Thursday, December 3rd 2015, 11:05 pm
Two more lawsuits have been filed against the Tulsa County Sheriff's Office. They accuse the sheriff's office of wrongful termination.
The attorney who filed them believes high-ranking officials at the sheriff's office have been discriminating against employees who file workers' compensation claims and firing them when they return to work.
Regina Striplin was working at the Tulsa County Jail, booking inmates, until she got hurt on the job, submitted a worker's compensation claim and was fired.
"The timeline was just too perfect. And they have a history of that anyway," she said.
Striplin said when she returned to work, after having surgery last year, she got called into Internal Affairs where high-ranking officials told her they found a warrant for her arrest in Wagoner County from the 90s, but she said Wagoner County told her there was no warrant.
At that time, she'd worked for the sheriff's office for nearly three years.
Striplin said, "I've been home for a year now. I've tried to get work at other counties but I've basically been blacklisted."
Attorney Dan Smolen filed Striplin's wrongful termination case, as well as three others just like it.
"They're terminating really good deputies and really good detention officers who have had really long standings at the Tulsa County Sheriff's Office," he said.
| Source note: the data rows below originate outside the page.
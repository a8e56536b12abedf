//! Mapping of a collected log tree into per-file descriptors.
//!
//! Layout: `<root>/<host>/<component>-<port>/<filename>`.

#![allow(missing_docs)]

use std::fs;
use std::path::{Path, PathBuf};

use crate::core::errors::{DiagError, Result};

/// One log file inside a collected tree.
#[derive(Debug, Clone, PartialEq, Eq, PartialOrd, Ord)]
pub struct FileDescriptor {
    pub root: PathBuf,
    pub host: String,
    pub folder: String,
    pub filename: String,
}

impl FileDescriptor {
    pub fn new(
        root: impl Into<PathBuf>,
        host: impl Into<String>,
        folder: impl Into<String>,
        filename: impl Into<String>,
    ) -> Self {
        Self {
            root: root.into(),
            host: host.into(),
            folder: folder.into(),
            filename: filename.into(),
        }
    }

    pub fn path(&self) -> PathBuf {
        self.root
            .join(&self.host)
            .join(&self.folder)
            .join(&self.filename)
    }

    /// Split `{component}-{port}`.
    pub fn parse_folder_name(&self) -> Result<(String, String)> {
        let mut parts = self.folder.split('-');
        match (parts.next(), parts.next()) {
            (Some(component), Some(port)) => Ok((component.to_string(), port.to_string())),
            _ => Err(DiagError::malformed(
                "folder name",
                format!("{:?} is not {{component}}-{{port}}", self.folder),
            )),
        }
    }
}

fn sorted_entries(dir: &Path) -> Result<Vec<fs::DirEntry>> {
    let mut entries = fs::read_dir(dir)
        .map_err(|e| DiagError::io(dir, e))?
        .collect::<std::io::Result<Vec<_>>>()
        .map_err(|e| DiagError::io(dir, e))?;
    entries.sort_by_key(fs::DirEntry::file_name);
    Ok(entries)
}

fn is_dir(entry: &fs::DirEntry) -> bool {
    entry.file_type().is_ok_and(|t| t.is_dir())
}

/// Depth-3 walk. Non-directories at depth 1-2 and directories at depth 3 are
/// ignored. Entries come back in name order.
pub fn resolve_dir(root: &Path) -> Result<Vec<FileDescriptor>> {
    let mut out = Vec::new();
    for host in sorted_entries(root)? {
        if !is_dir(&host) {
            continue;
        }
        let host_name = host.file_name().to_string_lossy().into_owned();
        for folder in sorted_entries(&host.path())? {
            if !is_dir(&folder) {
                continue;
            }
            let folder_name = folder.file_name().to_string_lossy().into_owned();
            for file in sorted_entries(&folder.path())? {
                if is_dir(&file) {
                    continue;
                }
                out.push(FileDescriptor::new(
                    root,
                    host_name.clone(),
                    folder_name.clone(),
                    file.file_name().to_string_lossy().into_owned(),
                ));
            }
        }
    }
    Ok(out)
}

#[cfg(test)]
mod tests {
    use super::*;
    use tempfile::TempDir;

    #[test]
    fn folder_name_splits_component_and_port() {
        let fd = FileDescriptor::new("/r", "10.0.0.1", "tikv-20160", "tikv.log");
        assert_eq!(
            fd.parse_folder_name().unwrap(),
            ("tikv".to_string(), "20160".to_string())
        );
        assert_eq!(fd.path(), PathBuf::from("/r/10.0.0.1/tikv-20160/tikv.log"));
    }

    #[test]
    fn folder_without_dash_is_malformed() {
        let fd = FileDescriptor::new("/r", "h", "tidb", "tidb.log");
        assert_eq!(fd.parse_folder_name().unwrap_err().code(), "DIAG-2001");
    }

    #[test]
    fn resolve_walks_exactly_three_levels() {
        let tmp = TempDir::new().unwrap();
        let root = tmp.path();
        fs::create_dir_all(root.join("h1/tidb-4000/nested")).unwrap();
        fs::create_dir_all(root.join("h2/pd-2379")).unwrap();
        fs::write(root.join("stray.txt"), "x").unwrap();
        fs::write(root.join("h1/stray.txt"), "x").unwrap();
        fs::write(root.join("h1/tidb-4000/tidb.log"), "x").unwrap();
        fs::write(root.join("h1/tidb-4000/tidb_slow_query.log"), "x").unwrap();
        fs::write(root.join("h2/pd-2379/pd.log"), "x").unwrap();

        let found = resolve_dir(root).unwrap();
        let names: Vec<_> = found
            .iter()
            .map(|d| format!("{}/{}/{}", d.host, d.folder, d.filename))
            .collect();
        assert_eq!(
            names,
            vec![
                "h1/tidb-4000/tidb.log",
                "h1/tidb-4000/tidb_slow_query.log",
                "h2/pd-2379/pd.log",
            ]
        );
    }

    #[test]
    fn resolve_missing_root_is_io_error() {
        let tmp = TempDir::new().unwrap();
        let err = resolve_dir(&tmp.path().join("absent")).unwrap_err();
        assert_eq!(err.code(), "DIAG-3002");
    }
}
#[cfg(test)]
mod tests {
    use super::*;

    #[test]
    fn parses_global_flags_before_and_after_subcommand() {
        let before = Cli::try_parse_from([
            "cdiag",
            "--config",
            "/tmp/cdiag.toml",
            "--json",
            "--no-color",
            "-v",
            "sync",
            "--once",
        ]);
        assert!(before.is_ok());

        let after = Cli::try_parse_from(["cdiag", "sync", "--once", "--json", "--no-color", "-q"]);
        assert!(after.is_ok());
    }

    #[test]
    fn parses_every_subcommand() {
        let cases = [
            vec!["cdiag", "sync", "--topo", "/t", "--target", "/m", "--interval", "30", "--bwlimit", "500"],
            vec!["cdiag", "sync", "--gc"],
            vec!["cdiag", "split", "--src", "/a", "--dst", "/b", "--begin", "2026-01-01T00:00:00Z", "--end", "2026-01-02T00:00:00Z"],
            vec!["cdiag", "search", "--dir", "/a", "--begin", "x", "--end", "y", "--level", "warn", "--contains", "region", "--limit", "5"],
            vec!["cdiag", "analyze", "--src", "/a"],
            vec!["cdiag", "analyze", "--home", "/h", "--inspection", "i1", "--tolerant", "--top", "3"],
        ];
        for case in cases {
            let parsed = Cli::try_parse_from(case.clone());
            assert!(parsed.is_ok(), "failed to parse case: {case:?}");
        }
    }

    #[test]
    fn analyze_needs_a_source() {
        assert!(Cli::try_parse_from(["cdiag", "analyze"]).is_err());
        assert!(Cli::try_parse_from(["cdiag", "analyze", "--home", "/h"]).is_err());
    }

    #[test]
    fn split_requires_window() {
        assert!(Cli::try_parse_from(["cdiag", "split", "--src", "/a", "--dst", "/b"]).is_err());
    }

    #[test]
    fn verbose_and_quiet_conflict() {
        assert!(Cli::try_parse_from(["cdiag", "-v", "-q", "sync"]).is_err());
    }

    #[test]
    fn completions_support_bash_zsh_and_fish() {
        for shell in ["bash", "zsh", "fish"] {
            let parsed = Cli::try_parse_from(["cdiag", "completions", shell]);
            assert!(parsed.is_ok(), "failed shell parse for {shell}");
        }
    }

    #[test]
    fn output_mode_resolution_honors_precedence() {
        assert_eq!(resolve_output_mode(true, Some("human"), true), OutputMode::Json);
        assert_eq!(resolve_output_mode(false, Some("json"), true), OutputMode::Json);
        assert_eq!(resolve_output_mode(false, Some("human"), false), OutputMode::Human);
        assert_eq!(resolve_output_mode(false, Some("auto"), true), OutputMode::Human);
        assert_eq!(resolve_output_mode(false, None, false), OutputMode::Json);
    }

    #[test]
    fn window_must_be_ordered() {
        assert!(parse_window("2026-01-02T00:00:00Z", "2026-01-01T00:00:00Z").is_err());
        assert!(parse_window("2026/01/01 00:00:00", "2026/01/01 00:00:01").is_ok());
        assert!(matches!(parse_window("soon", "later"), Err(CliError::User(_))));
    }

    #[test]
    fn error_code_is_read_from_message_prefix() {
        assert_eq!(error_code("[DIAG-2001] malformed x"), "DIAG-2001");
        assert_eq!(error_code("boom"), "DIAG-3900");
    }

    #[test]
    fn exit_codes_are_stable() {
        assert_eq!(CliError::User(String::new()).exit_code(), 1);
        assert_eq!(CliError::Runtime(String::new()).exit_code(), 2);
        assert_eq!(CliError::Partial(String::new()).exit_code(), 4);
    }

    #[test]
    fn help_lists_command_surface() {
        let mut cmd = Cli::command();
        let help = cmd.render_long_help().to_string();
        for keyword in ["sync", "split", "search", "analyze", "completions"] {
            assert!(help.contains(keyword), "help output missing command: {keyword}");
        }
    }
}
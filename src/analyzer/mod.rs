//! Offline analysis of a collected inspection.

pub mod engine;
pub mod pipeline;
#[cfg(feature = "sqlite")]
pub mod sink;
pub mod slow_query;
Another lawsuit alleges a former detention officer of nearly a decade was fired after filing a workers' compensation claim.
There’s also a letter to another deputy, also fired after another workers' compensation claim.
Former Tulsa County Sheriff Stanley Glanz signed the letter, which states, "I asked for you to personally come to my office. However, you refused. Although you recently had surgery at the county's expense, I was still waiting to make any accommodations."
Smolen said, "It appears to be kind of a systematic pattern and practice of terminating employees that file workers' compensation claims in lieu of using their own health insurance to pay for their injuries on the job."
Smolen has represented shooting victim Eric Harris's family since former reserve deputy Bob Bates shot and killed him in April.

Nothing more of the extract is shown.